### What is needed
Using the records below, find every line that includes "failures" and copy it.

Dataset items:
//! agentdeck - console for an agent runtime's settings.
//!
//! Every mutating command follows the same cycle:
//!
//! ```text
//! FileSettingsStore -> SettingsSession::load -> edit -> save -> SaveOutcome -> exit code
//! ```
//!
//! `Failure` and `PartialFailure` both exit with status 1.

mod commands;

use std::fs::{self, OpenOptions};
use std::path::{Path, PathBuf};
use std::process::ExitCode;
use std::sync::Mutex;

use anyhow::Result;
use clap::{Args, Parser, Subcommand};
use tracing_subscriber::{EnvFilter, fmt, prelude::*};

use agentdeck_types::RuleKind;

#[derive(Parser)]
#[command(name = "agentdeck")]
#[command(about = "Edit agent permissions, environment, proxy and binary settings", long_about = None)]
struct Cli {
    #[command(subcommand)]
    command: Command,
}

#[derive(Subcommand)]
enum Command {
    /// Print the settings document
    Show,
    /// Edit `permissions.allow`
    Allow {
        #[command(subcommand)]
        action: RuleAction,
    },
    /// Edit `permissions.deny`
    Deny {
        #[command(subcommand)]
        action: RuleAction,
    },
    /// Edit the environment passed to the agent
    Env {
        #[command(subcommand)]
        action: EnvAction,
    },
    /// Set a top-level preference to a JSON value (`null` removes it)
    Set { key: String, value: String },
    /// List or choose the agent binary
    Binary {
        #[command(subcommand)]
        action: BinaryAction,
    },
    /// Show or change the outbound proxy
    Proxy {
        #[command(subcommand)]
        action: ProxyAction,
    },
    /// Show or change the display language
    Language { code: Option<String> },
    /// Anonymous usage analytics (off until consent is given)
    Analytics {
        #[command(subcommand)]
        action: Option<AnalyticsAction>,
    },
    /// Checkpoint strategy and retention for one agent session
    Checkpoint {
        #[command(flatten)]
        scope: ScopeArgs,
        #[command(subcommand)]
        action: Option<CheckpointAction>,
    },
}

#[derive(Subcommand)]
enum AnalyticsAction {
    Show,
    Enable {
        /// Consent to collecting anonymous usage data
        #[arg(long)]
        accept: bool,
    },
    Disable,
    /// Delete collected data and withdraw consent
    DeleteData,
}

#[derive(Args)]
struct ScopeArgs {
    #[arg(long)]
    project: String,
    #[arg(long)]
    session: String,
    /// Project directory; defaults to the working directory
    #[arg(long)]
    path: Option<PathBuf>,
}

#[derive(Subcommand)]
enum CheckpointAction {
    Show,
    Enable,
    Disable,
    /// Set the strategy (manual, per_prompt, per_tool_use, smart)
    Strategy { strategy: String },
    /// Remove all but the most recent checkpoints
    Cleanup {
        #[arg(long, default_value_t = 10)]
        keep: usize,
    },
}

#[derive(Subcommand)]
enum RuleAction {
    Add { rule: String },
    Remove { rule: String },
}

#[derive(Subcommand)]
enum EnvAction {
    Set { key: String, value: String },
    Unset { key: String },
}

#[derive(Subcommand)]
enum BinaryAction {
    /// Installations found on this machine, best first
    List,
    Use { path: String },
}

#[derive(Subcommand)]
enum ProxyAction {
    Show,
    Set(ProxyArgs),
}

#[derive(Args, Debug, Default)]
struct ProxyArgs {
    #[arg(long)]
    http: Option<String>,
    #[arg(long)]
    https: Option<String>,
    #[arg(long = "no-proxy")]
    no_proxy: Option<String>,
    #[arg(long)]
    all: Option<String>,
    #[arg(long, conflicts_with = "disable")]
    enable: bool,
    #[arg(long)]
    disable: bool,
}

/// Log to a file when one can be opened. Without one, the filter is still
/// installed but nothing is written, since stdout carries command output.
fn init_tracing() {
    let env_filter = EnvFilter::try_from_default_env()
        .or_else(|_| EnvFilter::try_new("info"))
        .unwrap_or_else(|_| EnvFilter::new("warn"));

    match open_log_file() {
        Ok((path, file)) => {
            tracing_subscriber::registry()
                .with(fmt::layer().with_ansi(false).with_writer(Mutex::new(file)))
                .with(env_filter)
                .init();
            tracing::info!(path = %path.display(), "agentdeck {}", env!("CARGO_PKG_VERSION"));
        }
        Err(failures) => {
            tracing_subscriber::registry().with(env_filter).init();
            // Visible on stderr only when every candidate failed.
            for failure in failures {
                eprintln!("agentdeck: {failure}");
            }
        }
    }
}

/// First writable log file, or why each candidate was rejected.
fn open_log_file() -> Result<(PathBuf, fs::File), Vec<String>> {
    let mut failures = Vec::new();

    for candidate in log_file_candidates() {
        let opened = candidate
            .parent()
            .map_or(Ok(()), fs::create_dir_all)
            .and_then(|()| OpenOptions::new().create(true).append(true).open(&candidate));
        match opened {
            Ok(file) => return Ok((candidate, file)),
            Err(e) => failures.push(format!("cannot log to {}: {e}", candidate.display())),
        }
    }

    Err(failures)
}

/// `logs/agentdeck.log` next to the console config, then under the working
/// directory.
fn log_file_candidates() -> Vec<PathBuf> {
    let config_dir = agentdeck_config::config_path()
        .and_then(|path| path.parent().map(Path::to_path_buf));
    config_dir
        .into_iter()
        .chain([PathBuf::from(".agentdeck")])
        .map(|dir| dir.join("logs").join("agentdeck.log"))
        .collect()
}

#[tokio::main(flavor = "current_thread")]
async fn main() -> Result<ExitCode> {
    let cli = Cli::parse();
    init_tracing();

    match cli.command {
        Command::Show => commands::show().await,
        Command::Allow { action } => commands::edit_rule(RuleKind::Allow, action).await,
        Command::Deny { action } => commands::edit_rule(RuleKind::Deny, action).await,
        Command::Env { action } => commands::edit_env(action).await,
        Command::Set { key, value } => commands::set_preference(&key, &value).await,
        Command::Binary {
            action: BinaryAction::List,
        } => commands::list_binaries().await,
        Command::Binary {
            action: BinaryAction::Use { path },
        } => commands::use_binary(path).await,
        Command::Proxy {
            action: ProxyAction::Show,
        } => commands::show_proxy().await,
        Command::Proxy {
            action: ProxyAction::Set(args),
        } => commands::set_proxy(args).await,
        Command::Language { code } => commands::language(code.as_deref()),
        Command::Analytics { action } => {
            commands::analytics(action.unwrap_or(AnalyticsAction::Show))
        }
        Command::Checkpoint { scope, action } => {
            commands::checkpoint(scope, action.unwrap_or(CheckpointAction::Show)).await
        }
    }
}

### Written response
        Err(failures) => {
            for failure in failures {
    let mut failures = Vec::new();
            Err(e) => failures.push(format!("cannot log to {}: {e}", candidate.display())),
    Err(failures)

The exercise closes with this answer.